=== EXTRACTED MATERIAL ===
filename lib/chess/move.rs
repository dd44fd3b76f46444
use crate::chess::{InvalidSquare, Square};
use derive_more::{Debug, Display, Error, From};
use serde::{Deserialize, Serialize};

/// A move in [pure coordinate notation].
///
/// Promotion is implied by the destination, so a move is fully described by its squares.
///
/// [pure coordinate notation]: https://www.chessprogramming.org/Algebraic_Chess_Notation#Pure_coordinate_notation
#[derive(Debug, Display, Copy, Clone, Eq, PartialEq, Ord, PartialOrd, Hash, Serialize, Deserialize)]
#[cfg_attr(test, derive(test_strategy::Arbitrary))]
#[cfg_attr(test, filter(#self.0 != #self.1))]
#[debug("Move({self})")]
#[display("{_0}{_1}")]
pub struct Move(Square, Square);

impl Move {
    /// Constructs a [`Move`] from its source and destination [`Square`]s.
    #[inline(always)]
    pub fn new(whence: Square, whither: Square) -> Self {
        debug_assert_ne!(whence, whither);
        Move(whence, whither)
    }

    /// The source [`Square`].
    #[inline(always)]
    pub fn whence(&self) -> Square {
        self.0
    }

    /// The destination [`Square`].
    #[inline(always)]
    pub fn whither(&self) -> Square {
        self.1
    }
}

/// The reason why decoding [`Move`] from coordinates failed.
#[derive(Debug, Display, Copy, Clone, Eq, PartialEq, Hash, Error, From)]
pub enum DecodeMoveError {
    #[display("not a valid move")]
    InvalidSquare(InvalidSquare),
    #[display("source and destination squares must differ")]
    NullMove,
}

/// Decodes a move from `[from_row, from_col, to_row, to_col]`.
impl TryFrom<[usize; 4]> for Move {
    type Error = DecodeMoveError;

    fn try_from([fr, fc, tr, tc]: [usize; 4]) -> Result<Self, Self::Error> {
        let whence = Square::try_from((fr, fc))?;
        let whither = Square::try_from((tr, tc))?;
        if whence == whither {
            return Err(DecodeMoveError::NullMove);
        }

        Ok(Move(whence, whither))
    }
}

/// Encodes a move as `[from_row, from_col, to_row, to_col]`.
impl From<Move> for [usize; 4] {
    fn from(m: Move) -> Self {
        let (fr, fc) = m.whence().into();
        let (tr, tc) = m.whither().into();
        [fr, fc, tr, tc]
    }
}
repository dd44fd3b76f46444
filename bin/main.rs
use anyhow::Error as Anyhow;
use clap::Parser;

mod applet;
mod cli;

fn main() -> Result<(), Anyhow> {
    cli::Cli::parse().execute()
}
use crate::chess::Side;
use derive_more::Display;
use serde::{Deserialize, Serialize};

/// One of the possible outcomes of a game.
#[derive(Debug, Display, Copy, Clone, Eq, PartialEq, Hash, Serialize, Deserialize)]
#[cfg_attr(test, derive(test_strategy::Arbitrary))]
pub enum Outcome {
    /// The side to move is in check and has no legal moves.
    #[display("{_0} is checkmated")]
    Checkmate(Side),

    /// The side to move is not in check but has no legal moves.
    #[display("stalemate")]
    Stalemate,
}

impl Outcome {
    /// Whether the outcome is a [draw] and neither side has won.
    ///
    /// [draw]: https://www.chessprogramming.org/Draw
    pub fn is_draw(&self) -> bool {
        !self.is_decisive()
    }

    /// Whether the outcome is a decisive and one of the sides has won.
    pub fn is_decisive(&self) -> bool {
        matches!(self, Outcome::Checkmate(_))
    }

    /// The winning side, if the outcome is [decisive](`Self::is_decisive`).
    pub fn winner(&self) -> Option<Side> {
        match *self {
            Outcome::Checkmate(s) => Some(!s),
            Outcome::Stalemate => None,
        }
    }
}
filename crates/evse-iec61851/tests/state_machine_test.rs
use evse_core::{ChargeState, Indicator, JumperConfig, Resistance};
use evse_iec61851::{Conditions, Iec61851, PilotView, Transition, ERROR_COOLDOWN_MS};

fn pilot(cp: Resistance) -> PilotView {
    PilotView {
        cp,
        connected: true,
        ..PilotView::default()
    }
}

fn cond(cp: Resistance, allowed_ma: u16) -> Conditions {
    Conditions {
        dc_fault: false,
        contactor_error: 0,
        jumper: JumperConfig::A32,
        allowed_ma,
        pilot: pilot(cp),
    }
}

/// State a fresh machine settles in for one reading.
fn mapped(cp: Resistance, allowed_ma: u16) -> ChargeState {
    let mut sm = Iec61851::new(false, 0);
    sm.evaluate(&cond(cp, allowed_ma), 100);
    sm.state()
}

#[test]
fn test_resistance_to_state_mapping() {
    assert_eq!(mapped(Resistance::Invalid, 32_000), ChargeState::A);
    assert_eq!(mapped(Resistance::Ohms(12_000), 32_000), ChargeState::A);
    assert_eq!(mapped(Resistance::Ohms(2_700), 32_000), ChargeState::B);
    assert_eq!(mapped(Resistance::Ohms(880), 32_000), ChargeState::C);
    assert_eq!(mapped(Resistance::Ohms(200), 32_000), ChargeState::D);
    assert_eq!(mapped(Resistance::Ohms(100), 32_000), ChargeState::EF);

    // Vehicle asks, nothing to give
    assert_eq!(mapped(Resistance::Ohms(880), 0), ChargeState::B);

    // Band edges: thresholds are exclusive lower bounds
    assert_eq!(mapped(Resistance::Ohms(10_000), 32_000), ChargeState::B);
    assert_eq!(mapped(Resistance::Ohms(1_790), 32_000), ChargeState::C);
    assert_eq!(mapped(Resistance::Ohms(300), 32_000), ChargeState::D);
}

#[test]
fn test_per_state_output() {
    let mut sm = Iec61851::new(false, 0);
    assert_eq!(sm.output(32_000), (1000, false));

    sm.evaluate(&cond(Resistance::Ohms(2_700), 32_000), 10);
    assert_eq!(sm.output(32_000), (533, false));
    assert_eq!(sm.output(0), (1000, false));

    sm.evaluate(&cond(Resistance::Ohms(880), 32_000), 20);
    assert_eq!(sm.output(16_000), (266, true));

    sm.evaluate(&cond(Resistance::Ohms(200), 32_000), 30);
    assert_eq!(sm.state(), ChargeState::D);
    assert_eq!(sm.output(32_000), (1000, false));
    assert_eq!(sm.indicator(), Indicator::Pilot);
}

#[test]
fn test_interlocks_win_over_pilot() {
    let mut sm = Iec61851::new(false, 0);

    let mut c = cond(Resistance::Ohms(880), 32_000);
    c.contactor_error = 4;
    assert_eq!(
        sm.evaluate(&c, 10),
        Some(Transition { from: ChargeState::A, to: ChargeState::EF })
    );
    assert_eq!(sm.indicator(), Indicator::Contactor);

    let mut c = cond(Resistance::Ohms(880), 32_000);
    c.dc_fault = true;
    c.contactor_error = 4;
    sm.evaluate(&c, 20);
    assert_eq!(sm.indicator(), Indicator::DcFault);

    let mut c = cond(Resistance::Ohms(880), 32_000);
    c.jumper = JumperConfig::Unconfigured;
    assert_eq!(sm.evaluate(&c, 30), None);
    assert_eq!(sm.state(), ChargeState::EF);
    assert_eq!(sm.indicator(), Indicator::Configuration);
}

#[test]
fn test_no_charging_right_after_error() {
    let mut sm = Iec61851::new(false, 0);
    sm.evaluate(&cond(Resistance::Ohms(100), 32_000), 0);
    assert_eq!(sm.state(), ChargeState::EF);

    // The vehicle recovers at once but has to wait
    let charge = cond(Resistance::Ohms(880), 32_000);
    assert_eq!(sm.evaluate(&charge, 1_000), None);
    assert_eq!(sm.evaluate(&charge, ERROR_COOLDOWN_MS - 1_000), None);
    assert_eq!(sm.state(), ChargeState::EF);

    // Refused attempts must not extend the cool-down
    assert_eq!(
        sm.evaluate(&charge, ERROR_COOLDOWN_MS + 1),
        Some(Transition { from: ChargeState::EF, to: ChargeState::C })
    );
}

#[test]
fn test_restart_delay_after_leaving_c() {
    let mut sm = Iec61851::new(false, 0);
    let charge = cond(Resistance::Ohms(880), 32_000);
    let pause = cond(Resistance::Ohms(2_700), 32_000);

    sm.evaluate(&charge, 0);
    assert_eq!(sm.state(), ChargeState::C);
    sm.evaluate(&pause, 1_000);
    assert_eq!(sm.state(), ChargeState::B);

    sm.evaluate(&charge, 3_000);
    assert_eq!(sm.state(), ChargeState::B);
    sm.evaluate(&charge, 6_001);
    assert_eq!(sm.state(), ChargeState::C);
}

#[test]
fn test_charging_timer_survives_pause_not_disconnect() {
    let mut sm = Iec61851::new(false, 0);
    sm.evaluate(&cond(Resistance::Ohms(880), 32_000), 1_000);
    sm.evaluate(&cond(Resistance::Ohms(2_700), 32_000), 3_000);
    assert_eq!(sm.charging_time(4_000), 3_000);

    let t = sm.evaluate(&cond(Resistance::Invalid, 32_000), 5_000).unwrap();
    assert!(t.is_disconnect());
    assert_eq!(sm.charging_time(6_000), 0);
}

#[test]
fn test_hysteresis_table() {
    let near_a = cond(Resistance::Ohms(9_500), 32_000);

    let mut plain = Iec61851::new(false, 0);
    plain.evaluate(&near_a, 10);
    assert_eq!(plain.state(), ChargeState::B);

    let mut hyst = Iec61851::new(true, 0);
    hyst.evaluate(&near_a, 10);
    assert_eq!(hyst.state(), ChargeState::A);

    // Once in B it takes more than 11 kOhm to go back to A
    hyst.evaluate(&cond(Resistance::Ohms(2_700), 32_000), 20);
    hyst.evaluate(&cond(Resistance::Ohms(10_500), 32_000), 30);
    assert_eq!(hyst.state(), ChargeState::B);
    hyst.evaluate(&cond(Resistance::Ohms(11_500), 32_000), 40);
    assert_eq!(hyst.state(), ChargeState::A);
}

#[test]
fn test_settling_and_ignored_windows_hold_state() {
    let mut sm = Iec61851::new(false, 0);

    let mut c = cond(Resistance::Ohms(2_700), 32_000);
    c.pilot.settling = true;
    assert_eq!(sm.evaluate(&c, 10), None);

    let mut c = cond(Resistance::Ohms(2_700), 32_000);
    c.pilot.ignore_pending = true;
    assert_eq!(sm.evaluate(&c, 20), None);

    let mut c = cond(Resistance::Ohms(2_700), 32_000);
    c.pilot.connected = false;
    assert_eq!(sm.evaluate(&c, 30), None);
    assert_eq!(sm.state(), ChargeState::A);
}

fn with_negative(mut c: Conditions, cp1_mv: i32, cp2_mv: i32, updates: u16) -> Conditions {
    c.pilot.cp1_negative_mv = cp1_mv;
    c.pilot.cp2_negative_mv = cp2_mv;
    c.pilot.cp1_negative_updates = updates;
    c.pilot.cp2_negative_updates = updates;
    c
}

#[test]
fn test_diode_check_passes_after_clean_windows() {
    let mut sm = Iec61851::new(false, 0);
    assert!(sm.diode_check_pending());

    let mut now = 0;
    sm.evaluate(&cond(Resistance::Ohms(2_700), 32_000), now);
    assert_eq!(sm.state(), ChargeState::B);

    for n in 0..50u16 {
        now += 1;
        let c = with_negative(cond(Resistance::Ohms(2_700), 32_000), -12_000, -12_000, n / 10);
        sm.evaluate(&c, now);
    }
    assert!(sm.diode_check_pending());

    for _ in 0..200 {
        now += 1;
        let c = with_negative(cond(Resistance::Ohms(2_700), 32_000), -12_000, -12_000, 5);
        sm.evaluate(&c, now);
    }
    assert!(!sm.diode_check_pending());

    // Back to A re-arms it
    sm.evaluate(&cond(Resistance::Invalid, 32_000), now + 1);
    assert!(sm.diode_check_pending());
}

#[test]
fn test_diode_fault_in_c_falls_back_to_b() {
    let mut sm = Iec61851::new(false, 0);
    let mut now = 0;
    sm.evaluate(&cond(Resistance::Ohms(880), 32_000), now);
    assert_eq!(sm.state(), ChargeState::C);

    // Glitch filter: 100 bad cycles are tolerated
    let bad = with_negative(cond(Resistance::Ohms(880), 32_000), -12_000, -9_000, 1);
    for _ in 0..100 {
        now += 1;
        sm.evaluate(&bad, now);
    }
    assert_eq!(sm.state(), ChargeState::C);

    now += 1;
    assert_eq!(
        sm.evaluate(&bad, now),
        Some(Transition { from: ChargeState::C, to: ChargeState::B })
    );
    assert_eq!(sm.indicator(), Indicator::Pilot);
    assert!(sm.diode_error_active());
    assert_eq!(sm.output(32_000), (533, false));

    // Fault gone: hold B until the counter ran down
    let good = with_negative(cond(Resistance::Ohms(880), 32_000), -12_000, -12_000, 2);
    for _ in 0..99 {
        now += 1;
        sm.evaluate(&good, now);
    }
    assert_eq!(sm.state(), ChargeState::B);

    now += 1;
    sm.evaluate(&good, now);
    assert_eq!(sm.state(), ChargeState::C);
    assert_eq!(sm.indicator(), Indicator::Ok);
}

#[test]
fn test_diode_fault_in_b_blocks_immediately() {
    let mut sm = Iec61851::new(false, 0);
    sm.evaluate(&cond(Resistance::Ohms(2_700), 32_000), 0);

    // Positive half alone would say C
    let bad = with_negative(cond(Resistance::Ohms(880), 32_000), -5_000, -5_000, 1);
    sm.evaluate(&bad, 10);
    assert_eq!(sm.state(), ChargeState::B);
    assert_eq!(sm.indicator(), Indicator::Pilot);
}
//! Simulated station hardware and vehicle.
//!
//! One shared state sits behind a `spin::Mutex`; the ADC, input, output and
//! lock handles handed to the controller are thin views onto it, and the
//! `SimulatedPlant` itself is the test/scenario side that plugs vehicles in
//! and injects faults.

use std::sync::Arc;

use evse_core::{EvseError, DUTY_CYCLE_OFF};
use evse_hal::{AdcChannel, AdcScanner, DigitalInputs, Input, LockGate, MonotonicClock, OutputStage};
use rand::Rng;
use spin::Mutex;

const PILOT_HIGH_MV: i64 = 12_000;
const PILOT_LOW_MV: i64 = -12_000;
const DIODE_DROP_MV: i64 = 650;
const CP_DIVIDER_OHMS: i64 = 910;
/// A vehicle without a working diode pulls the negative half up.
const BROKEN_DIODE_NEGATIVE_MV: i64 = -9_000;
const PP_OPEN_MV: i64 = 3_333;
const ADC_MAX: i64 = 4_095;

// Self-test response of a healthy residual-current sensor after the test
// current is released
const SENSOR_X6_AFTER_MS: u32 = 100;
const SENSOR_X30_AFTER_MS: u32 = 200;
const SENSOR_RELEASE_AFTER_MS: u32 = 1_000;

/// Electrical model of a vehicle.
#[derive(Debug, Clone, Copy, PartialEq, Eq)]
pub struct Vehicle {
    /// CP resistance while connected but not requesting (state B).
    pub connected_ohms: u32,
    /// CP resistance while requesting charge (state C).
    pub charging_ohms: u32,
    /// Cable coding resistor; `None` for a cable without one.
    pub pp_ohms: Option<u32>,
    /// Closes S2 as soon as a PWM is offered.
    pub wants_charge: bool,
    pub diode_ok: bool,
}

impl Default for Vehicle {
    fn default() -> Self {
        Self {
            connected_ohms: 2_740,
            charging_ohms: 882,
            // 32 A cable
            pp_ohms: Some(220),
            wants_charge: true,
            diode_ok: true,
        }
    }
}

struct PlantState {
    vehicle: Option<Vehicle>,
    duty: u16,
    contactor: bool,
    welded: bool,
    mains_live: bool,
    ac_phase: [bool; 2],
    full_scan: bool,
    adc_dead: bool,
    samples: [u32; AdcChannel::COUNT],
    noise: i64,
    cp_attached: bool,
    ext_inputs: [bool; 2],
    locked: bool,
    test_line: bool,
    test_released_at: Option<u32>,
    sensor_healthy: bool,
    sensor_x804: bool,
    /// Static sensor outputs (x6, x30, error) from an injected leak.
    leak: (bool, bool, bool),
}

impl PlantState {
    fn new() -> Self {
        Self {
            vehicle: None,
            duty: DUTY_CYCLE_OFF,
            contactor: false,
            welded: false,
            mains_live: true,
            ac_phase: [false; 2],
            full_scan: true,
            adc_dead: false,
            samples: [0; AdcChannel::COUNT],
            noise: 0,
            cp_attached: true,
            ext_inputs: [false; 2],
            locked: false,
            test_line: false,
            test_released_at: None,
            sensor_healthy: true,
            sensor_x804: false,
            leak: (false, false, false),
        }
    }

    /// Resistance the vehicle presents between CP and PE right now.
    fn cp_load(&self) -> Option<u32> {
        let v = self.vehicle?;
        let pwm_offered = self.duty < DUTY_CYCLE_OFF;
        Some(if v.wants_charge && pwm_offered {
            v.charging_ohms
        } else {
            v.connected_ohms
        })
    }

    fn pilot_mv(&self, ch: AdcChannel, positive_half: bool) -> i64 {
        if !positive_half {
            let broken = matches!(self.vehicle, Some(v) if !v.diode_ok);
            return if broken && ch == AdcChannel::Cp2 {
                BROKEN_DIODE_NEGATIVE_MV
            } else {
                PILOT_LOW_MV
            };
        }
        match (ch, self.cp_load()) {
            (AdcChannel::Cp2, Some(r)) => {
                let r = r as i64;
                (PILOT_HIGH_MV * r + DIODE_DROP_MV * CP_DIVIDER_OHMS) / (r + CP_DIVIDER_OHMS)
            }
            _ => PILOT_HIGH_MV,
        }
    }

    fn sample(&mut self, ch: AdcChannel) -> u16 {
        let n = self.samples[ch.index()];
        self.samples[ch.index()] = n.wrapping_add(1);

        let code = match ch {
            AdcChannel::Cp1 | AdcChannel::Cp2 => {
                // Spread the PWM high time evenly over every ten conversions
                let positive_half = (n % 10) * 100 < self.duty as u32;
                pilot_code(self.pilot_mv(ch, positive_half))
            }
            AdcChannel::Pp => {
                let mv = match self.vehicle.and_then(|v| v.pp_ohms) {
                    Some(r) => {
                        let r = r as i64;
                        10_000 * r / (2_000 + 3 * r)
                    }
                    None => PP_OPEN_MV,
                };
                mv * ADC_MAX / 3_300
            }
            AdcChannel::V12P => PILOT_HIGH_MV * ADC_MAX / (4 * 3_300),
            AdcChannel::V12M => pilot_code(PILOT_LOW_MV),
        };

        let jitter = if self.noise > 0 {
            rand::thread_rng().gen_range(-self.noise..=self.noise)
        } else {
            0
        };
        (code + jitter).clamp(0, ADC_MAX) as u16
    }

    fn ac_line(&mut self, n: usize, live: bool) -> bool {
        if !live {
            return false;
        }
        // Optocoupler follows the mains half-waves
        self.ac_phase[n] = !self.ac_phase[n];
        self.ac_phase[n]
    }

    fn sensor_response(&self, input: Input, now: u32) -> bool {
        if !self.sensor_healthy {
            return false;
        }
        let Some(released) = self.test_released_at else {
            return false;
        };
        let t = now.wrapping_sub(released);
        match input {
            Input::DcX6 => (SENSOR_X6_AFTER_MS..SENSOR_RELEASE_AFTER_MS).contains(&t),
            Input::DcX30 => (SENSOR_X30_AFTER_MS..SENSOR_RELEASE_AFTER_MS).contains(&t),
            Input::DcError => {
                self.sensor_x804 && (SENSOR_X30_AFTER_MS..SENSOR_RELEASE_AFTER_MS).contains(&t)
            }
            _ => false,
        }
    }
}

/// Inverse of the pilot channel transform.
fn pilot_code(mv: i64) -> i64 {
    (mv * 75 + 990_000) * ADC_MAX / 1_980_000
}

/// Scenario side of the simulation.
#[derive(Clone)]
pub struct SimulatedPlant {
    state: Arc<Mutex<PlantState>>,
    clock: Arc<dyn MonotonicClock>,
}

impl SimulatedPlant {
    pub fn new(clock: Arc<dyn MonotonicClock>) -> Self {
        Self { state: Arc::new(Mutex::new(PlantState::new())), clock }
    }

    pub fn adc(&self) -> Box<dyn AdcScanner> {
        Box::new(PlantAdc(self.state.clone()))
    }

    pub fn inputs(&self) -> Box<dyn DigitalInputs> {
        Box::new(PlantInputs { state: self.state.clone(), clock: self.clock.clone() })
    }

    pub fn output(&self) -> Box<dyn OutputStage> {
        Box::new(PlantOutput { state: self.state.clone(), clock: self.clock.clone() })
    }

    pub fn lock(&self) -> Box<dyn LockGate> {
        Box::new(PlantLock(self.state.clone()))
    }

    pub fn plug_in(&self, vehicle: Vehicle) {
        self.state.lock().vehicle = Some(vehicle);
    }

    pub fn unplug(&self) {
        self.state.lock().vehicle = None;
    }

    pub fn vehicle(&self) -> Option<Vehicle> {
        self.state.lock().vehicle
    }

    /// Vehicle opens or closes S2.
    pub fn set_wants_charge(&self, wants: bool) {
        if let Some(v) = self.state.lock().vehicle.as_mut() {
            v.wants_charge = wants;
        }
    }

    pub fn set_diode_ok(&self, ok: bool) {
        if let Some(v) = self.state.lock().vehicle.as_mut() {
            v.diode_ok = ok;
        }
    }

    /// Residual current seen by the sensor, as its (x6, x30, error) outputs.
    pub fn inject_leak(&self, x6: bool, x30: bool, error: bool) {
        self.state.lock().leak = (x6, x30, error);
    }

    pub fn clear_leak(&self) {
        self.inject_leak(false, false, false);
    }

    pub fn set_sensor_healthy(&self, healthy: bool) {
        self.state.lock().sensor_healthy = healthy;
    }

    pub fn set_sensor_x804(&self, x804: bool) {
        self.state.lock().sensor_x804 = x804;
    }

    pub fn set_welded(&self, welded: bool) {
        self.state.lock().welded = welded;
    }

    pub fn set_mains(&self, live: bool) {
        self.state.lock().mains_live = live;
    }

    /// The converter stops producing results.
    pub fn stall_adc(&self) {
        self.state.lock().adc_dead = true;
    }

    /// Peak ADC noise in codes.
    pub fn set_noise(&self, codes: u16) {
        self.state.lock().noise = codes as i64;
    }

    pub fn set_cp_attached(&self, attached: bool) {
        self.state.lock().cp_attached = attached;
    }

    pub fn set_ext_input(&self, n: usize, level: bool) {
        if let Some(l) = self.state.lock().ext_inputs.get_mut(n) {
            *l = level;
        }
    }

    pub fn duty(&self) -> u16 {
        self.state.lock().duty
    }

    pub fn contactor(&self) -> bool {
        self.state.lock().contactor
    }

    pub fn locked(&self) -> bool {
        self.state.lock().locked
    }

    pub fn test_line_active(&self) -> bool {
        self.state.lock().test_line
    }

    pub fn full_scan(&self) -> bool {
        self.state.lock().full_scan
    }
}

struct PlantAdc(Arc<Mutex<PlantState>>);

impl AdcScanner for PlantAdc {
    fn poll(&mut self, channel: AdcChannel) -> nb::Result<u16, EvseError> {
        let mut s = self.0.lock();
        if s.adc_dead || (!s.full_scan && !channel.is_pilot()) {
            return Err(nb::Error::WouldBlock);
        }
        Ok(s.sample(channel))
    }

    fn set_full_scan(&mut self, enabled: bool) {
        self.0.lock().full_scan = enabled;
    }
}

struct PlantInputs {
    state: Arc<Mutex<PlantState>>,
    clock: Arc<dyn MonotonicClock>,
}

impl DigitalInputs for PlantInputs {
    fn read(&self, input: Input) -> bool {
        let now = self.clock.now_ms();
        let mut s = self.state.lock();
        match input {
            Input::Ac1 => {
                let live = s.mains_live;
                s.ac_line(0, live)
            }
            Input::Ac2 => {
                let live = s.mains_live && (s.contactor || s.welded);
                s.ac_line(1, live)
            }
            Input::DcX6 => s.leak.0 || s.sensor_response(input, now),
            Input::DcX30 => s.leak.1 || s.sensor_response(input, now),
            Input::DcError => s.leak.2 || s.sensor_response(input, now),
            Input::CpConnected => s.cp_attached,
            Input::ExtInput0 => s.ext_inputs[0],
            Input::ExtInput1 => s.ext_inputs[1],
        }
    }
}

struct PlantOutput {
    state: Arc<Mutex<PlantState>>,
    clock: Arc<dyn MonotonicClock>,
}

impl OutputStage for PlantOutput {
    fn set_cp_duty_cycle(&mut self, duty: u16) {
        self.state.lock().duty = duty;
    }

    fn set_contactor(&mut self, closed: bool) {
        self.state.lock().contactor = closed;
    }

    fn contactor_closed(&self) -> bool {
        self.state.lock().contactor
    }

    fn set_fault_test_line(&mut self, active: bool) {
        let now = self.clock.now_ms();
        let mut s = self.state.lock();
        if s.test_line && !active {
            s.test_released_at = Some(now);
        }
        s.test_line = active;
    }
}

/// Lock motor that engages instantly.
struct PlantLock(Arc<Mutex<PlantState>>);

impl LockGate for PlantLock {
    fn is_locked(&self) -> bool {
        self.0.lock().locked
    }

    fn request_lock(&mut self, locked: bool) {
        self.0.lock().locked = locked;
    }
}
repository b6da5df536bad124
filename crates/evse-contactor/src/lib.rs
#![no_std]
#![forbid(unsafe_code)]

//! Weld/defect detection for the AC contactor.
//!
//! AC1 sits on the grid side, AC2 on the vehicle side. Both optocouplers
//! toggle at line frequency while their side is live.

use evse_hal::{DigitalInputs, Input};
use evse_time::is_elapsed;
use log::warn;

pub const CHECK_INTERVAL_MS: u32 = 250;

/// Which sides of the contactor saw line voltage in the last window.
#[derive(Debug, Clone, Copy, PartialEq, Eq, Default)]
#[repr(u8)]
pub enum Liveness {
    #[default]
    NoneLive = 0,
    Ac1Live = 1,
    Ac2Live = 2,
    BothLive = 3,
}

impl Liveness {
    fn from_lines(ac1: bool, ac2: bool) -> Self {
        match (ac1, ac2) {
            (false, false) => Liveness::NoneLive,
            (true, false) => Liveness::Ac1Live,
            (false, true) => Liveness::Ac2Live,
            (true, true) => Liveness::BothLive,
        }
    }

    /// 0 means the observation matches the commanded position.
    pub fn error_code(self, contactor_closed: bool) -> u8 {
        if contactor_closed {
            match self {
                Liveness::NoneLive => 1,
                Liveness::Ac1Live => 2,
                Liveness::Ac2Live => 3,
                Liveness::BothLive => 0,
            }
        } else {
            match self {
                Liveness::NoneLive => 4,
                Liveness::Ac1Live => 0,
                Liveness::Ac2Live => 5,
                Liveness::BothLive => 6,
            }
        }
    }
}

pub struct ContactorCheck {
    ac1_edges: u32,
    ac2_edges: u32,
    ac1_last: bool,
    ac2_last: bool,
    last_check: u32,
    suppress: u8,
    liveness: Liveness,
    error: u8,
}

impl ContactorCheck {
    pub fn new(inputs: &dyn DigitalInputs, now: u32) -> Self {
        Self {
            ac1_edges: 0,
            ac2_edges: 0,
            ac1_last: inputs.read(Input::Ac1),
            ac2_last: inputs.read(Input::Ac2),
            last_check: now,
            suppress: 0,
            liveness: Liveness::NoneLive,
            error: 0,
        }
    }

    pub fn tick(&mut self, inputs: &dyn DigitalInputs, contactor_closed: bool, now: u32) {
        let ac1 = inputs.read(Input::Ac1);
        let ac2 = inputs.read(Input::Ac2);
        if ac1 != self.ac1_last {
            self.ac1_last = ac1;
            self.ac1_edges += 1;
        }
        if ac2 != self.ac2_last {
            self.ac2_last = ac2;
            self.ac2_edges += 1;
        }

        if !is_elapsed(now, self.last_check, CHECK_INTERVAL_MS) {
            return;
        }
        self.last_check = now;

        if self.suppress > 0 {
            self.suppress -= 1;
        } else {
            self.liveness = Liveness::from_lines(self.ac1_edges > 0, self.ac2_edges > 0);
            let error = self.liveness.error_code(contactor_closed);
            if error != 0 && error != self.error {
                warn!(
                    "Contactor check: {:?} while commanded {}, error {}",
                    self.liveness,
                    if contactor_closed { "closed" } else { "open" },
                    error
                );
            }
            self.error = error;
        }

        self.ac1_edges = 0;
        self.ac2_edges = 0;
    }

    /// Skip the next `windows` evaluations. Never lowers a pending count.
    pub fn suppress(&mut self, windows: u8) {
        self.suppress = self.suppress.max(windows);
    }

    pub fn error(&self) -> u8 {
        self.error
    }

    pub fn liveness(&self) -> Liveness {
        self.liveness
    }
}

=== WHAT IS BEING ASKED ===
Give again, word for word, the records from their first line to the one with "if whence == whither", and leave out all else.

=== EXERCISE RESULT ===
filename lib/chess/move.rs
repository dd44fd3b76f46444
use crate::chess::{InvalidSquare, Square};
use derive_more::{Debug, Display, Error, From};
use serde::{Deserialize, Serialize};

/// A move in [pure coordinate notation].
///
/// Promotion is implied by the destination, so a move is fully described by its squares.
///
/// [pure coordinate notation]: https://www.chessprogramming.org/Algebraic_Chess_Notation#Pure_coordinate_notation
#[derive(Debug, Display, Copy, Clone, Eq, PartialEq, Ord, PartialOrd, Hash, Serialize, Deserialize)]
#[cfg_attr(test, derive(test_strategy::Arbitrary))]
#[cfg_attr(test, filter(#self.0 != #self.1))]
#[debug("Move({self})")]
#[display("{_0}{_1}")]
pub struct Move(Square, Square);

impl Move {
    /// Constructs a [`Move`] from its source and destination [`Square`]s.
    #[inline(always)]
    pub fn new(whence: Square, whither: Square) -> Self {
        debug_assert_ne!(whence, whither);
        Move(whence, whither)
    }

    /// The source [`Square`].
    #[inline(always)]
    pub fn whence(&self) -> Square {
        self.0
    }

    /// The destination [`Square`].
    #[inline(always)]
    pub fn whither(&self) -> Square {
        self.1
    }
}

/// The reason why decoding [`Move`] from coordinates failed.
#[derive(Debug, Display, Copy, Clone, Eq, PartialEq, Hash, Error, From)]
pub enum DecodeMoveError {
    #[display("not a valid move")]
    InvalidSquare(InvalidSquare),
    #[display("source and destination squares must differ")]
    NullMove,
}

/// Decodes a move from `[from_row, from_col, to_row, to_col]`.
impl TryFrom<[usize; 4]> for Move {
    type Error = DecodeMoveError;

    fn try_from([fr, fc, tr, tc]: [usize; 4]) -> Result<Self, Self::Error> {
        let whence = Square::try_from((fr, fc))?;
        let whither = Square::try_from((tr, tc))?;
        if whence == whither {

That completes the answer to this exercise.